Negli anni Novanta ha pro­vato a ricon­giun­gersi con il mani­fe­sto, par­te­ci­pando prima all’esperienza del Cer­chio qua­drato (inserto set­ti­ma­nale curato da Ida Domi­ni­janni) e poi alla seconda serie della rivi­sta men­sile diretta da Lucio Magri. Del resto, tra le sue auto­cri­ti­che c’è sem­pre stata quella di non essersi oppo­sto nel 1969 alle radia­zioni dal Pci di Luigi Pin­tor, Ros­sana Ros­sanda, Aldo Natoli, Luciana Castel­lina, Valen­tino Par­lato, Lucio Magri, Eli­seo Milani, Filippo Maone e tanti altri. Con Ros­sanda ha scritto nel 1995 il libro Appun­ta­menti di fine secolo segna­lando la quan­tità di pro­blemi irri­solti che il Nove­cento con­se­gnava al secolo nuovo.
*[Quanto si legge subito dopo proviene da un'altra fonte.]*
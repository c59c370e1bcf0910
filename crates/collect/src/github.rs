use std::time::Duration;

use dora_core::error::{DoraError, Result};
use dora_core::model::github::{PullRequest, WorkflowRun, WorkflowRunsPage};
use reqwest::Client;
use reqwest::header::{ACCEPT, AUTHORIZATION, HeaderMap, HeaderValue, USER_AGENT};
use serde::de::DeserializeOwned;

const RUNS_ACCEPT: &str = "application/vnd.github+json";
// Commit-to-PR lookups were gated behind this preview media type.
const PULLS_ACCEPT: &str = "application/vnd.github.groot-preview+json";

#[derive(Debug, Clone)]
pub struct GitHubConfig {
    pub api_url: String,
    pub repository: String,
    pub token: String,
    pub timeout: Duration,
}

#[derive(Clone)]
pub struct GitHubClient {
    client: Client,
    api_url: String,
    repository: String,
}

impl GitHubClient {
    pub fn new(cfg: &GitHubConfig) -> Result<Self> {
        let mut headers = HeaderMap::new();
        let auth = HeaderValue::from_str(&format!("Bearer {}", cfg.token))
            .map_err(|_| DoraError::Config("GitHub token contains invalid characters".to_string()))?;
        headers.insert(AUTHORIZATION, auth);
        headers.insert(
            USER_AGENT,
            HeaderValue::from_static(concat!("dora/", env!("CARGO_PKG_VERSION"))),
        );

        let client = Client::builder()
            .timeout(cfg.timeout)
            .default_headers(headers)
            .build()
            .map_err(|e| DoraError::Config(format!("failed to build GitHub client: {e}")))?;

        Ok(Self {
            client,
            api_url: cfg.api_url.trim_end_matches('/').to_string(),
            repository: cfg.repository.clone(),
        })
    }

    pub async fn workflow_runs(&self, branch: &str, per_page: u32) -> Result<Vec<WorkflowRun>> {
        let url = format!("{}/repos/{}/actions/runs", self.api_url, self.repository);
        let page: WorkflowRunsPage = self
            .get_json(
                &url,
                RUNS_ACCEPT,
                &[("branch", branch.to_string()), ("per_page", per_page.to_string())],
            )
            .await?;
        tracing::debug!(
            total = page.total_count,
            returned = page.workflow_runs.len(),
            "fetched workflow runs"
        );
        Ok(page.workflow_runs)
    }

    pub async fn pulls_for_commit(&self, sha: &str) -> Result<Vec<PullRequest>> {
        let url = format!(
            "{}/repos/{}/commits/{sha}/pulls",
            self.api_url, self.repository
        );
        self.get_json(&url, PULLS_ACCEPT, &[]).await
    }

    async fn get_json<T: DeserializeOwned>(
        &self,
        url: &str,
        accept: &'static str,
        query: &[(&str, String)],
    ) -> Result<T> {
        let resp = self
            .client
            .get(url)
            .header(ACCEPT, accept)
            .query(query)
            .send()
            .await
            .map_err(|e| DoraError::Fetch(format!("GET {url}: {e}")))?;

        let status = resp.status();
        if !status.is_success() {
            return Err(DoraError::Status {
                url: url.to_string(),
                status: status.as_u16(),
            });
        }

        resp.json::<T>()
            .await
            .map_err(|e| DoraError::Decode(format!("unexpected response from {url}: {e}")))
    }
}
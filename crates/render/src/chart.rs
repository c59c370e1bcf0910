use dora_core::error::{DoraError, Result};
use dora_core::model::snapshot::MetricsSnapshot;
use serde::Serialize;
use serde_json::Value;

pub const LABELS: [&str; 2] = ["Deployment Frequency", "Lead Time (hrs)"];
pub const DATASET_LABEL: &str = "Latest DORA Metrics";
pub const COLORS: [&str; 2] = ["#4CAF50", "#FF9800"];

#[derive(Debug, Clone, Copy, PartialEq, Eq, Serialize)]
#[serde(rename_all = "lowercase")]
pub enum ChartKind {
    Bar,
}

#[derive(Debug, Clone, PartialEq, Serialize)]
pub struct BarChart {
    pub kind: ChartKind,
    pub labels: Vec<String>,
    pub datasets: Vec<Dataset>,
    pub options: ChartOptions,
}

#[derive(Debug, Clone, PartialEq, Serialize)]
pub struct Dataset {
    pub label: String,
    pub data: Vec<Option<Value>>,
    pub background_color: Vec<String>,
}

#[derive(Debug, Clone, Copy, PartialEq, Eq, Serialize)]
pub struct ChartOptions {
    pub responsive: bool,
    pub y_begin_at_zero: bool,
}

impl BarChart {
    pub fn from_snapshot(snapshot: &MetricsSnapshot) -> Self {
        Self {
            kind: ChartKind::Bar,
            labels: LABELS.iter().map(|l| l.to_string()).collect(),
            datasets: vec![Dataset {
                label: DATASET_LABEL.to_string(),
                data: snapshot.values().to_vec(),
                background_color: COLORS.iter().map(|c| c.to_string()).collect(),
            }],
            options: ChartOptions {
                responsive: true,
                y_begin_at_zero: true,
            },
        }
    }
}

impl Dataset {
    pub fn bars(&self) -> Vec<(usize, f64)> {
        self.data
            .iter()
            .enumerate()
            .filter_map(|(i, v)| v.as_ref().and_then(Value::as_f64).map(|v| (i, v)))
            .collect()
    }
}

pub fn parse_hex_color(hex: &str) -> Result<(u8, u8, u8)> {
    let digits = hex.strip_prefix('#').unwrap_or(hex);
    if digits.len() != 6 || !digits.is_ascii() {
        return Err(DoraError::Render(format!("invalid color {hex}")));
    }
    let channel = |range: std::ops::Range<usize>| {
        u8::from_str_radix(&digits[range], 16)
            .map_err(|_| DoraError::Render(format!("invalid color {hex}")))
    };
    Ok((channel(0..2)?, channel(2..4)?, channel(4..6)?))
}
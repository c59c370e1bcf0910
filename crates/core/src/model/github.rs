use chrono::{DateTime, Utc};
use serde::{Deserialize, Serialize};

#[derive(Debug, Clone, Serialize, Deserialize, PartialEq)]
pub struct WorkflowRun {
    pub id: u64,
    pub head_sha: String,
    pub conclusion: Option<String>,
    pub created_at: DateTime<Utc>,
}

impl WorkflowRun {
    pub fn succeeded(&self) -> bool {
        self.conclusion.as_deref() == Some("success")
    }
}

#[derive(Debug, Clone, Default, Serialize, Deserialize)]
pub struct WorkflowRunsPage {
    #[serde(default)]
    pub total_count: u64,
    #[serde(default)]
    pub workflow_runs: Vec<WorkflowRun>,
}

#[derive(Debug, Clone, Serialize, Deserialize, PartialEq)]
pub struct PullRequest {
    pub number: u64,
    pub merged_at: Option<DateTime<Utc>>,
}
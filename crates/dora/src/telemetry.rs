use std::io::IsTerminal;

use tracing_subscriber::EnvFilter;

#[derive(Debug, Clone, Copy, PartialEq, Eq)]
pub enum LogFormat {
    Compact,
    Json,
}

impl LogFormat {
    pub fn from_env() -> Self {
        Self::parse(&std::env::var("DORA_LOG_FORMAT").unwrap_or_default())
    }

    fn parse(s: &str) -> Self {
        match s.to_ascii_lowercase().as_str() {
            "json" => Self::Json,
            _ => Self::Compact,
        }
    }
}

pub fn init_cli_tracing(default_level: &str) {
    let filter = EnvFilter::try_from_default_env().unwrap_or_else(|_| EnvFilter::new(default_level));

    let _ = match LogFormat::from_env() {
        LogFormat::Json => tracing_subscriber::fmt()
            .with_env_filter(filter)
            .with_writer(std::io::stderr)
            .json()
            .try_init(),
        LogFormat::Compact => tracing_subscriber::fmt()
            .with_env_filter(filter)
            .with_writer(std::io::stderr)
            .with_target(false)
            .with_ansi(std::io::stderr().is_terminal())
            .compact()
            .try_init(),
    };
}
A ini­ziare dal 1986, sen­ten­dosi chissà libero dal ruolo di diri­gente di par­tito, Ingrao pub­blica final­mente i suoi libri in versi. Si ripe­terà quando la scom­parsa del Pci gli porrà il pro­blema di usare un altro lin­guag­gio – più com­plesso e meno certo di quello della poli­tica – per capire le novità legate al crollo del Muro di Ber­lino. Il dub­bio dei vin­ci­tori (1986), L’alta feb­bre del fare (1994) e Varia­zioni serali (2000) sono le sue anto­lo­gie poe­ti­che. Nel primo volume Ingrao fa i conti con uto­pia, scon­fitta, e dub­bio. Nel secondo, le domande riguar­dano il «fare» come limite. Le poe­sie di Varia­zioni serali sono infine elo­gio dell’esi­tare. Se c’è un filo che lega que­sta ideale tri­lo­gia, va ricer­cato nella sot­to­li­nea­tura delle emo­zioni indi­vi­duali alla ricerca di senso: un’attenzione a temi che pur­troppo la poli­tica ignora. Il vec­chio Pie­tro ritorna attento come in gio­ventù ai segni seman­tici delle parole, ad ambi­guità e incom­piuto. Con que­sta scelta ci stu­piva ancora una volta come quando in una inter­vi­sta – già ultraot­tan­tenne – svelò l’interesse per la video­mu­sic che lega forme e ritmi diversi della comunicazione.

C’è un dolore in que­ste gior­nate di festa per il com­pleanno numero 99. È l’assenza di Laura Lom­bardo Radice (quest’anno avrebbe com­piuto 101 anni), la sua amata com­pa­gna, che un libro curato da Chiara Ingrao (Sol­tanto una vita, 2005) ci ha resti­tuito nella sua com­ples­sità bio­gra­fica. A fare com­pa­gnia a Pie­tro ci sono i figli Chiara, Renata, Guido, Bruna e Cele­ste, i nipoti e i pro­ni­poti. E ci sono i tanti che vogliono bene a Ingrao e pro­vano a ispi­rarsi a quel sin­go­lare metodo del pen­sare e fare che è l’«ingraismo».